= Distinguished Americans series =

US postage stamps issued since 2000

The Distinguished Americans series is a set of definitive stamps issued by the United States Postal Service which was started in 2000 with a 10¢ stamp depicting Joseph Stilwell. The designs of the first nine issues are reminiscent of the earlier Great Americans series, but less austere. The first nine issues were done with black lines on a white background, but in 2008, with the James A. Michener issue (#10), the USPS added color toning. Like the Great Americans series, the first twelve issues measured 0.84 inches by 0.99 inches overall, and were all designed by Mark Summers of Waterdown, Ontario. In 2011, with the Oveta Culp Hobby stamp, the series went to a larger format with full color images and colored backgrounds.

The 2004 Rudolph stamp is the only one in the series to have been issued in both a sheet (pane) and booklet format. Both the 2001 Caraway issue and the 2002–2003 Ferber issues have perforation differences.
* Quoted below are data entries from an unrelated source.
//! Mock DOM for the page adapter
//!
//! Just enough of a document to wire buttons and display lines the way
//! the browser page does, observable from tests without a browser.

use std::collections::{BTreeMap, HashMap};

/// A DOM element
#[derive(Debug, Clone, PartialEq, Eq)]
pub struct DomElement {
    /// Element ID
    pub id: String,
    /// Element tag name
    pub tag: String,
    /// Text content (`innerText`)
    pub text_content: String,
    /// Element attributes
    pub attributes: BTreeMap<String, String>,
    /// CSS classes
    pub classes: Vec<String>,
    /// Ids of child elements, in document order
    pub children: Vec<String>,
}

impl Default for DomElement {
    fn default() -> Self {
        Self::new("div")
    }
}

impl DomElement {
    /// Creates a new DOM element with the given tag
    #[must_use]
    pub fn new(tag: &str) -> Self {
        Self {
            id: String::new(),
            tag: tag.to_string(),
            text_content: String::new(),
            attributes: BTreeMap::new(),
            classes: Vec::new(),
            children: Vec::new(),
        }
    }

    /// Sets the ID
    #[must_use]
    pub fn with_id(mut self, id: &str) -> Self {
        self.id = id.to_string();
        self
    }

    /// Sets the text content
    #[must_use]
    pub fn with_text(mut self, text: &str) -> Self {
        self.text_content = text.to_string();
        self
    }

    /// Adds a class
    #[must_use]
    pub fn with_class(mut self, class: &str) -> Self {
        self.add_class(class);
        self
    }

    /// Sets an attribute
    #[must_use]
    pub fn with_attr(mut self, key: &str, value: &str) -> Self {
        self.attributes.insert(key.to_string(), value.to_string());
        self
    }

    /// Sets text content
    pub fn set_text(&mut self, text: &str) {
        self.text_content.clear();
        self.text_content.push_str(text);
    }

    /// Adds a class if not already present
    pub fn add_class(&mut self, class: &str) {
        if !self.has_class(class) {
            self.classes.push(class.to_string());
        }
    }

    /// Removes a class
    pub fn remove_class(&mut self, class: &str) {
        self.classes.retain(|c| c != class);
    }

    /// Checks if element has a class
    #[must_use]
    pub fn has_class(&self, class: &str) -> bool {
        self.classes.iter().any(|c| c == class)
    }

    /// Gets an attribute value
    #[must_use]
    pub fn get_attr(&self, key: &str) -> Option<&str> {
        self.attributes.get(key).map(String::as_str)
    }

    /// Checks for an attribute, like a `[data-number]` selector
    #[must_use]
    pub fn has_attr(&self, key: &str) -> bool {
        self.attributes.contains_key(key)
    }
}

/// Events the page listens for
#[derive(Debug, Clone, PartialEq, Eq)]
pub enum DomEvent {
    /// Click on an element
    Click {
        /// The ID of the clicked element
        element_id: String,
    },
    /// Document-level `keydown`
    KeyDown {
        /// `KeyboardEvent.key`
        key: String,
    },
    /// A CSS animation finished on an element
    AnimationEnd {
        /// The ID of the animated element
        element_id: String,
    },
}

impl DomEvent {
    /// Creates a click event
    #[must_use]
    pub fn click(element_id: &str) -> Self {
        Self::Click {
            element_id: element_id.to_string(),
        }
    }

    /// Creates a keydown event
    #[must_use]
    pub fn key_down(key: &str) -> Self {
        Self::KeyDown {
            key: key.to_string(),
        }
    }

    /// Creates an animation-end event
    #[must_use]
    pub fn animation_end(element_id: &str) -> Self {
        Self::AnimationEnd {
            element_id: element_id.to_string(),
        }
    }
}

/// Flat element registry with an event log
#[derive(Debug, Default)]
pub struct MockDom {
    elements: HashMap<String, DomElement>,
    /// Registration order, so queries return document order
    order: Vec<String>,
    event_history: Vec<DomEvent>,
}

impl MockDom {
    /// Creates an empty document
    #[must_use]
    pub fn new() -> Self {
        Self::default()
    }

    /// Registers an element for ID lookup; elements without an ID are dropped
    pub fn register_element(&mut self, element: DomElement) {
        if element.id.is_empty() {
            return;
        }
        if !self.elements.contains_key(&element.id) {
            self.order.push(element.id.clone());
        }
        self.elements.insert(element.id.clone(), element);
    }

    /// Registers `child` and lists it under `parent_id`
    pub fn append_child(&mut self, parent_id: &str, child: DomElement) {
        let child_id = child.id.clone();
        self.register_element(child);
        if let Some(parent) = self.elements.get_mut(parent_id) {
            if !child_id.is_empty() && !parent.children.contains(&child_id) {
                parent.children.push(child_id);
            }
        }
    }

    /// Gets an element by ID
    #[must_use]
    pub fn get_element(&self, id: &str) -> Option<&DomElement> {
        self.elements.get(id)
    }

    /// Gets a mutable element by ID
    pub fn get_element_mut(&mut self, id: &str) -> Option<&mut DomElement> {
        self.elements.get_mut(id)
    }

    /// Number of registered elements
    #[must_use]
    pub fn len(&self) -> usize {
        self.elements.len()
    }

    /// True if no element is registered
    #[must_use]
    pub fn is_empty(&self) -> bool {
        self.elements.is_empty()
    }

    /// All elements carrying `attr`, in registration order
    #[must_use]
    pub fn query_by_attr(&self, attr: &str) -> Vec<&DomElement> {
        self.order
            .iter()
            .filter_map(|id| self.elements.get(id))
            .filter(|e| e.has_attr(attr))
            .collect()
    }

    /// First element whose `attr` equals `value`
    #[must_use]
    pub fn query_attr_value(&self, attr: &str, value: &str) -> Option<&DomElement> {
        self.order
            .iter()
            .filter_map(|id| self.elements.get(id))
            .find(|e| e.get_attr(attr) == Some(value))
    }

    /// Records an event in the history
    pub fn record_event(&mut self, event: DomEvent) {
        self.event_history.push(event);
    }

    /// Gets the event history
    #[must_use]
    pub fn event_history(&self) -> &[DomEvent] {
        &self.event_history
    }

    /// Clears event history
    pub fn clear_event_history(&mut self) {
        self.event_history.clear();
    }

    /// Updates element text by ID
    pub fn set_element_text(&mut self, id: &str, text: &str) {
        if let Some(elem) = self.elements.get_mut(id) {
            elem.set_text(text);
        }
    }

    /// Gets element text by ID
    #[must_use]
    pub fn get_element_text(&self, id: &str) -> Option<&str> {
        self.elements.get(id).map(|e| e.text_content.as_str())
    }
}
The stamps issued in this series include the following (rank, date of issue, denomination, depicted person):

1. 2000, August 24. 10¢. General Joseph W. Stilwell.
2. 2000, September 7. 33¢. Senator Claude Pepper.
3. 2001, February 21. 76¢. Senator Hattie W. Caraway.
4. 2002, July 29. 83¢. Author Edna Ferber. Reissued in 2003 with 11¼ x 11¼ perforations.
5. 2004, July 14. 23¢. Athlete Wilma Rudolph
6. 2006, March 9. 63¢. Medical scientist Jonas Salk.
7. 2006, March 9. 87¢. Virologist Albert Sabin.
8. 2007, June 13. 58¢. Senator Margaret Chase Smith.
9. 2007, June 13. 75¢. Author Harriet Beecher Stowe.
10. 2008, May 12. 59¢. Author James A. Michener.
11. 2008, May 12. 76¢. Physician Edward Trudeau.
12. 2009, May 15. 78¢. Philanthropist Mary Lasker.
13. 2011, April 15. 84¢, first-class mail, three-ounce rate stamp. Stateswoman Oveta Culp Hobby.
14. 2012, April 26. Forever. Actor José Ferrer.
15. 2014, March 13. 70¢, first-class mail, two-ounce rate stamp. Aviator C. Alfred "Chief" Anderson.
16. 2017, April 11. 70¢, first-class mail, two-ounce rate stamp. Teacher, pioneer of deaf studies Robert Panara.
17. 2022, November 1. 70¢, first-class mail, two-ounce rate stamp. Publisher, first female head of a Fortune 500 company Katharine Graham.
18. 2025, September 17. first-class mail, two-ounce rate stamp. Humanitarian Elie Wiesel.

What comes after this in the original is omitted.